WHAT NEEDS TO BE DONE
Look through the entries below, please, and copy every line with the word "submission".

INFORMATION GIVEN
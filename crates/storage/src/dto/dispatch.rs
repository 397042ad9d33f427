use chrono::{DateTime, Utc};
use serde::{Deserialize, Serialize};
use utoipa::{IntoParams, ToSchema};
use uuid::Uuid;
use validator::Validate;

use crate::models::{DispatchLog, DispatchOutcome, DispatchTask, DispatchTaskStatus};

#[derive(Debug, Deserialize, Validate, ToSchema)]
pub struct CreateDispatchTaskRequest {
    pub project_id: Uuid,
    #[validate(length(min = 1, max = 4000, message = "content must be 1-4000 characters"))]
    pub content: String,
    pub scheduled_at: DateTime<Utc>,
}

#[derive(Debug, Default, Deserialize, IntoParams)]
pub struct DispatchTaskQuery {
    pub project_id: Option<Uuid>,
}

#[derive(Debug, Serialize, ToSchema)]
pub struct DispatchTaskResponse {
    pub task_id: Uuid,
    pub project_id: Uuid,
    pub content: String,
    pub scheduled_at: DateTime<Utc>,
    pub status: DispatchTaskStatus,
    pub created_at: DateTime<Utc>,
}

impl From<DispatchTask> for DispatchTaskResponse {
    fn from(task: DispatchTask) -> Self {
        Self {
            task_id: task.task_id,
            project_id: task.project_id,
            content: task.content,
            scheduled_at: task.scheduled_at,
            status: task.status,
            created_at: task.created_at,
        }
    }
}

#[derive(Debug, Serialize, ToSchema)]
pub struct DispatchLogResponse {
    pub log_id: Uuid,
    pub task_id: Uuid,
    pub user_id: Uuid,
    pub recipient: Option<String>,
    pub outcome: DispatchOutcome,
    pub error: Option<String>,
    pub attempts: i32,
    pub created_at: DateTime<Utc>,
}

impl From<DispatchLog> for DispatchLogResponse {
    fn from(log: DispatchLog) -> Self {
        Self {
            log_id: log.log_id,
            task_id: log.task_id,
            user_id: log.user_id,
            recipient: log.recipient,
            outcome: log.outcome,
            error: log.error,
            attempts: log.attempts,
            created_at: log.created_at,
        }
    }
}
use chrono::Utc;
use sqlx::PgPool;
use storage::{
    error::{Result, StorageError},
    models::CompletionRecord,
    repository::subscriber::SubscriberRepository,
    services::{ledger::CompletionLedger, points::PointsPolicy},
};
use tracing::info;

/// Turn an inbound chat message into a ledger submission.
///
/// The day number is derived from the subscription's project calendar, and
/// the submission takes the same pending-review path as the HTTP API.
pub async fn submit_from_channel(
    pool: &PgPool,
    policy: PointsPolicy,
    legacy_template_fallback: bool,
    channel_user_id: &str,
    text: Option<String>,
    media_refs: Vec<String>,
) -> Result<CompletionRecord> {
    let context = SubscriberRepository::new(pool)
        .find_active_by_channel_identity(channel_user_id)
        .await?
        .ok_or(StorageError::NotFound)?;

    let today = Utc::now().date_naive();
    let day_number = context.day_number_for(today).ok_or_else(|| {
        StorageError::Validation("the subscribed project is not running today".to_string())
    })?;

    let ledger = CompletionLedger::new(pool, policy, legacy_template_fallback);
    ledger
        .submit(
            context.user_id,
            context.project_id,
            day_number,
            media_refs,
            text,
        )
        .await
}

/// Toggle every subscription attached to the channel identity.
pub async fn apply_subscription_change(
    pool: &PgPool,
    channel_user_id: &str,
    active: bool,
) -> Result<u64> {
    let updated = SubscriberRepository::new(pool)
        .set_active_by_channel_identity(channel_user_id, active)
        .await?;

    info!(channel_user_id, active, updated, "subscription change applied");
    Ok(updated)
}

RESULT OF THE TASK
/// Turn an inbound chat message into a ledger submission.
/// the submission takes the same pending-review path as the HTTP API.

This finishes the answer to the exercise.